:: Exercise data
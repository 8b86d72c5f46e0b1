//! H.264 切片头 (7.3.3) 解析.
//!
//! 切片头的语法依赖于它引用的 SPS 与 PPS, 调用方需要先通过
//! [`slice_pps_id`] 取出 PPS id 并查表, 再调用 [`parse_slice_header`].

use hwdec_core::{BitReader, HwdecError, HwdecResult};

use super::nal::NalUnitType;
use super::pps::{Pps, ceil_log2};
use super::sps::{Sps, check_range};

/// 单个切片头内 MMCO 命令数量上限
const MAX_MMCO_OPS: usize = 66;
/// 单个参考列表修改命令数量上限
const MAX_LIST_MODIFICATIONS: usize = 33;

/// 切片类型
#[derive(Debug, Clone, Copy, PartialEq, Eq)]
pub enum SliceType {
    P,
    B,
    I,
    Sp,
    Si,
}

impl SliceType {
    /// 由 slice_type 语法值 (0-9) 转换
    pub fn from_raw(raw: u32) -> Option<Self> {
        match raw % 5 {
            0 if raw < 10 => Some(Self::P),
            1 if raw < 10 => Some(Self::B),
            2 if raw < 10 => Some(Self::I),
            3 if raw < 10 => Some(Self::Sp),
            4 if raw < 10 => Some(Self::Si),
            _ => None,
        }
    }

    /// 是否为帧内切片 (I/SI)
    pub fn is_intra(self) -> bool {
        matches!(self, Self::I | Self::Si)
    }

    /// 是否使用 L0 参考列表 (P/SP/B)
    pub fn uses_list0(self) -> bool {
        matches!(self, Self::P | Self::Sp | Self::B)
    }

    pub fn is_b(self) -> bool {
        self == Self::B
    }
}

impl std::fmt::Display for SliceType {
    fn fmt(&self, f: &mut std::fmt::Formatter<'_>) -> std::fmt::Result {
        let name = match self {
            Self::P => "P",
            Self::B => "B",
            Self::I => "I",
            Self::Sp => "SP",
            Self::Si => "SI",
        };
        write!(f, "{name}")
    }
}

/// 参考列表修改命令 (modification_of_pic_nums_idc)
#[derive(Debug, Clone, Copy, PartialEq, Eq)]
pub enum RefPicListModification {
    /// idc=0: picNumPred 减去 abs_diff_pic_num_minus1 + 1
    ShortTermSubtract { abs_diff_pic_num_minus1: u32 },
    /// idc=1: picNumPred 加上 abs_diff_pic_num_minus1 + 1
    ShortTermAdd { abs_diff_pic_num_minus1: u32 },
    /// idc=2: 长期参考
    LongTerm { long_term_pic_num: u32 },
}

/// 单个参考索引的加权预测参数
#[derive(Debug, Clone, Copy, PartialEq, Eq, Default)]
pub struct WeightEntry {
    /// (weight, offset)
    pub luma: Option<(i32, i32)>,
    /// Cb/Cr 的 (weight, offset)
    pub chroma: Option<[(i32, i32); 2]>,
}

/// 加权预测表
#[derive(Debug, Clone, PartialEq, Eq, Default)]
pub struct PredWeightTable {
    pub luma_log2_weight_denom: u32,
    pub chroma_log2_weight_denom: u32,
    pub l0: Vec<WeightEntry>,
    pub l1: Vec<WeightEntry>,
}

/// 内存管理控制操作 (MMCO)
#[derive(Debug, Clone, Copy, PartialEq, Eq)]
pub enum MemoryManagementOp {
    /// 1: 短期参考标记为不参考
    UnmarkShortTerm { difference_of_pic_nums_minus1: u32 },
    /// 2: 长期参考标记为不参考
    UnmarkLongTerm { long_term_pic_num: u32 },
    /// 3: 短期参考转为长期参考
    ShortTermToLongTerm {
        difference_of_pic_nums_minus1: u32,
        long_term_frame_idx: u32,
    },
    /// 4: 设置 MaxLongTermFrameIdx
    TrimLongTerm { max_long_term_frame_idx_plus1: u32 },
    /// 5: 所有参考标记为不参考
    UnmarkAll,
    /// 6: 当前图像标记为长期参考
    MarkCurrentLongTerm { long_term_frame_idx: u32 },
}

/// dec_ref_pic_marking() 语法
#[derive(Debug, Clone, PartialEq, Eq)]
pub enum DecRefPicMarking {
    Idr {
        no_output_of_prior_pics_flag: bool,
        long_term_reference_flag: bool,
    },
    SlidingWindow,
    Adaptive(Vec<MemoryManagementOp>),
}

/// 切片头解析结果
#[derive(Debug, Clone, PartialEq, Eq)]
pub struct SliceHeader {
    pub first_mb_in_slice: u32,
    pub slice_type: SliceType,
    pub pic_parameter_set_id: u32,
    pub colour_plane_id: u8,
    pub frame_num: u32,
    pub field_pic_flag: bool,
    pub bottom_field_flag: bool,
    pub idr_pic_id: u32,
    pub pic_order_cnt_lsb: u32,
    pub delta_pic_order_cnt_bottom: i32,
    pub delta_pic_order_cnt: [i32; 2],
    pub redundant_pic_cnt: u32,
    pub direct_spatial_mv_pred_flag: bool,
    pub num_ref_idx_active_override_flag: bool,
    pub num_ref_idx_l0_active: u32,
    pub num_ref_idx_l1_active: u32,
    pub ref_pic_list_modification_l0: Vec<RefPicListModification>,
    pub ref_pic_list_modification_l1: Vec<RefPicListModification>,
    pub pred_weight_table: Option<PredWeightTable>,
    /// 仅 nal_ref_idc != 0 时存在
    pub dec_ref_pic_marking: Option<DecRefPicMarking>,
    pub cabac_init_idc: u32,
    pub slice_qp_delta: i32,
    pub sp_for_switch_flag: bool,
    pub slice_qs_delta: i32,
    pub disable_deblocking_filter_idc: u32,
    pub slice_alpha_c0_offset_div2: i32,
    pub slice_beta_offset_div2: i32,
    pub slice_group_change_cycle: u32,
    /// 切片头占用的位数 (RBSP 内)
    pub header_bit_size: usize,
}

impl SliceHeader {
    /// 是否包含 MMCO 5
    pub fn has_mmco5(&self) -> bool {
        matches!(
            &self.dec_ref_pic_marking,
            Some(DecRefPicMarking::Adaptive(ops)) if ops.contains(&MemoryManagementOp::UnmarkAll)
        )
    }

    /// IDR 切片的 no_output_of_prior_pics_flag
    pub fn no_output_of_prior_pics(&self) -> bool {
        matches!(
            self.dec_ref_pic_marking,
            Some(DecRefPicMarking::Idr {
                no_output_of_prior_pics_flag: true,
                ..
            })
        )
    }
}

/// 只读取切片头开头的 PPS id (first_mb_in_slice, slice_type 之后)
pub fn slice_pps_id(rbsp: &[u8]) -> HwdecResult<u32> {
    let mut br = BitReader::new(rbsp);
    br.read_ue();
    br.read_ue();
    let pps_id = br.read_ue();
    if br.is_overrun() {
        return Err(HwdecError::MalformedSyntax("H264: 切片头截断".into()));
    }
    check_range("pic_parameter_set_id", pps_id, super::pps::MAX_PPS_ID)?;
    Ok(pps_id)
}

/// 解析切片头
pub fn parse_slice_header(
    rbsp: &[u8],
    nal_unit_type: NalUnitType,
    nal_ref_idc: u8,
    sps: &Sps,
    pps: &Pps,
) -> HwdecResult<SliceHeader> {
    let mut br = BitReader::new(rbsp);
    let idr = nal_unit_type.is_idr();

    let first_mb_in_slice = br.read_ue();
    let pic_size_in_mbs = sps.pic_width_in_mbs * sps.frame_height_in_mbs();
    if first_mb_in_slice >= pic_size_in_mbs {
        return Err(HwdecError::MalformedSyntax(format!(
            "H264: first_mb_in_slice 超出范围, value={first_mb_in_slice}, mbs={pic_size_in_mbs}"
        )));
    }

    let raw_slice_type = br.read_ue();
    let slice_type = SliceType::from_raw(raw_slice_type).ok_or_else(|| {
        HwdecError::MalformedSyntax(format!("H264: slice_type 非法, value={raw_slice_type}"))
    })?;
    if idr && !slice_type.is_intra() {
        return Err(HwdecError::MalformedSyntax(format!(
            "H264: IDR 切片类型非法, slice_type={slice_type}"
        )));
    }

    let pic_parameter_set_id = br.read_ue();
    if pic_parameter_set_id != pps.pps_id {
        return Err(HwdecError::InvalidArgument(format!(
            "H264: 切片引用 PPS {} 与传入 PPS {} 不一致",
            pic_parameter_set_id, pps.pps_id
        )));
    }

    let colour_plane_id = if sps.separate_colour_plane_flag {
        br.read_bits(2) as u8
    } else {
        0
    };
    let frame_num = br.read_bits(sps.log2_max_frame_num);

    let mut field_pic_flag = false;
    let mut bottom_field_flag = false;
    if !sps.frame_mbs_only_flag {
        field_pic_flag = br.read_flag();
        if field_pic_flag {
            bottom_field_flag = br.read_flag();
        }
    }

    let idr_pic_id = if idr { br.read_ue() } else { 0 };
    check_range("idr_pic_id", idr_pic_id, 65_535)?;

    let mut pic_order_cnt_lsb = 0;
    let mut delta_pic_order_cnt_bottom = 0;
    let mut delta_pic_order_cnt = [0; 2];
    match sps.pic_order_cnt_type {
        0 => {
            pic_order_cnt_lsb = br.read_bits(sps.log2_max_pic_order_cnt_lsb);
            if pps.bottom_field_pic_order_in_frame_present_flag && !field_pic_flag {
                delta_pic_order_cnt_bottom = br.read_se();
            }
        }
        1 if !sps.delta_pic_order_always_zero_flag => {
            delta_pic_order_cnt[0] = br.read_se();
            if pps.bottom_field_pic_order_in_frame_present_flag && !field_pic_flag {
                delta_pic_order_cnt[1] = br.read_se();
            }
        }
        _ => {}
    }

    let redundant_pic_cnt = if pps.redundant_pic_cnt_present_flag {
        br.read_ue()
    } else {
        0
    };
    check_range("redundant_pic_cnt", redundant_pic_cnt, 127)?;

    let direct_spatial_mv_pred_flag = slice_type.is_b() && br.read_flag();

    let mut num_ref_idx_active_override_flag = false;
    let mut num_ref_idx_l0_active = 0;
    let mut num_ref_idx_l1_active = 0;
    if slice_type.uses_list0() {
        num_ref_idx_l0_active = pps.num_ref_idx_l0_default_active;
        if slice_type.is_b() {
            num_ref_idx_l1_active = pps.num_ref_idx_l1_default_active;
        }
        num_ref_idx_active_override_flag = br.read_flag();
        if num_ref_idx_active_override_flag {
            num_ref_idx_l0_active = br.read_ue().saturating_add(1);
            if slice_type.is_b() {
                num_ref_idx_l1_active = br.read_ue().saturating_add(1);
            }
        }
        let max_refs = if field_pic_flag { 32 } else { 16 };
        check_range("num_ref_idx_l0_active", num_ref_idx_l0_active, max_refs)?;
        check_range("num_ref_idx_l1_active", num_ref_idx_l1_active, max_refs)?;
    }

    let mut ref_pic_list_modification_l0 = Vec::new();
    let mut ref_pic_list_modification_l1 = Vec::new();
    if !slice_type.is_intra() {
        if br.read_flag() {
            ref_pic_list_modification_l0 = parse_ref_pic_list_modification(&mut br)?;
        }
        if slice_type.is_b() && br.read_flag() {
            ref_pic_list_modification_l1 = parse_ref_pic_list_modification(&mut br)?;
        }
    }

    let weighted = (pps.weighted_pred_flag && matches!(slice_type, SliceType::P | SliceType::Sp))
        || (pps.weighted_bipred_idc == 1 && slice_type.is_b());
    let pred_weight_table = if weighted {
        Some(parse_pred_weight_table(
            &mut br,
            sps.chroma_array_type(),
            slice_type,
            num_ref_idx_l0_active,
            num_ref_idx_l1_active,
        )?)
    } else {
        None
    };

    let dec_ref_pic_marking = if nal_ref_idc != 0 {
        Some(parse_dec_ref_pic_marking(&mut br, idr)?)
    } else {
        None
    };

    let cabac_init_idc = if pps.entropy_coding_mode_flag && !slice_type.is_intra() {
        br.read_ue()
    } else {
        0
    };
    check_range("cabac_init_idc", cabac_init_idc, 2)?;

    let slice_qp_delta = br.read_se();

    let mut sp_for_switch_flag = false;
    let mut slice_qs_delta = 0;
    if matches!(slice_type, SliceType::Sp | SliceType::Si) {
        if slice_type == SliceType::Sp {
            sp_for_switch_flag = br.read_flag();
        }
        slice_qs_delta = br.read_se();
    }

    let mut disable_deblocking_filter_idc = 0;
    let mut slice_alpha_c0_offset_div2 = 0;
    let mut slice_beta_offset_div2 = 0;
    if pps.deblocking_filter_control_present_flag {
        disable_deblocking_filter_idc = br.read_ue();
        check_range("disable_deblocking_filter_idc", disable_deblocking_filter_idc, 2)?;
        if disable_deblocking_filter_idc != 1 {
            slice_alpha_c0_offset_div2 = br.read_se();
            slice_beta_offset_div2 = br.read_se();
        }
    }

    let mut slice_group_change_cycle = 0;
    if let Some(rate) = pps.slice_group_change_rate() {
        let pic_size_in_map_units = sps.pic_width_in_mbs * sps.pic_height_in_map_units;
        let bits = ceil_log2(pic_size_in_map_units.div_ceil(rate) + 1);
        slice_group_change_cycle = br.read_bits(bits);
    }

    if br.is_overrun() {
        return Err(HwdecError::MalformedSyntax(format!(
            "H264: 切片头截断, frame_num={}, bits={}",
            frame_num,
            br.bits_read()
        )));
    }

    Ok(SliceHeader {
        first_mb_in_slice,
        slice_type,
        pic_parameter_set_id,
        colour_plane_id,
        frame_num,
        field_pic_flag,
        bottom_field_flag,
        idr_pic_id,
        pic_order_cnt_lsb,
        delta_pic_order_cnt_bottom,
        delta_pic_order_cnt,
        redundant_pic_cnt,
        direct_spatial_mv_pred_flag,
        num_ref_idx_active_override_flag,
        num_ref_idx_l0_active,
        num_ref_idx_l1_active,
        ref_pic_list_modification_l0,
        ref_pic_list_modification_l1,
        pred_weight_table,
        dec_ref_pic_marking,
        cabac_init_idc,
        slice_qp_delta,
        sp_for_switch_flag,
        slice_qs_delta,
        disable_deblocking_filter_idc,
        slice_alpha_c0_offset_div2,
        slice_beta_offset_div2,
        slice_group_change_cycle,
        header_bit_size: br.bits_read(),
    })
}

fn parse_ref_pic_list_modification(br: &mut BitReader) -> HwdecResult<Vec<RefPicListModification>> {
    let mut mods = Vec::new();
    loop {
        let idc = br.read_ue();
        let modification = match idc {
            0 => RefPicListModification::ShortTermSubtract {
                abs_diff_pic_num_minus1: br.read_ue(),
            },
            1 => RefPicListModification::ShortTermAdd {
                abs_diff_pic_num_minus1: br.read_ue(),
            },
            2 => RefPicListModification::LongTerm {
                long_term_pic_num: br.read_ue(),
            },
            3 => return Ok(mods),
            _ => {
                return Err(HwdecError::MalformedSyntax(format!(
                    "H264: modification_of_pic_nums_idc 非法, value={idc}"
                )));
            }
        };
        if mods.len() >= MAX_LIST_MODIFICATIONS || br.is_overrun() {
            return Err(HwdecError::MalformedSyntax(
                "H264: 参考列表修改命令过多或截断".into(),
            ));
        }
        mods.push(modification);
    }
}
::::
:: Exercise data
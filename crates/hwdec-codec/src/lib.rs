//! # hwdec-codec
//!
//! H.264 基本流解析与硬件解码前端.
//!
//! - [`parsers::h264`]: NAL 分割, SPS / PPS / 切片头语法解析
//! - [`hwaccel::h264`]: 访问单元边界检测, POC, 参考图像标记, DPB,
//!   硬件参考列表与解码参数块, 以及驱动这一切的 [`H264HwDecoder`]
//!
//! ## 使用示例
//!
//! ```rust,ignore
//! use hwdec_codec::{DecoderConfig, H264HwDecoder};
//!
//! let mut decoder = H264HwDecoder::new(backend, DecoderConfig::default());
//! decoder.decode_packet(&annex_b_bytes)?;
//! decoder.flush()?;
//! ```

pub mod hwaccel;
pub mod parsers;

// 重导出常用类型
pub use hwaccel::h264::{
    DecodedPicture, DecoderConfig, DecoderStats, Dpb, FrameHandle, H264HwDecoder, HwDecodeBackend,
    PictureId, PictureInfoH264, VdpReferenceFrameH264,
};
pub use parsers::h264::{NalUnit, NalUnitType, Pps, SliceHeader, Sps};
::::
[What is expected] Find the lines above holding the word "MemoryManagementOp" and show them.

[Worked solution]
pub enum MemoryManagementOp {
    Adaptive(Vec<MemoryManagementOp>),
            Some(DecRefPicMarking::Adaptive(ops)) if ops.contains(&MemoryManagementOp::UnmarkAll)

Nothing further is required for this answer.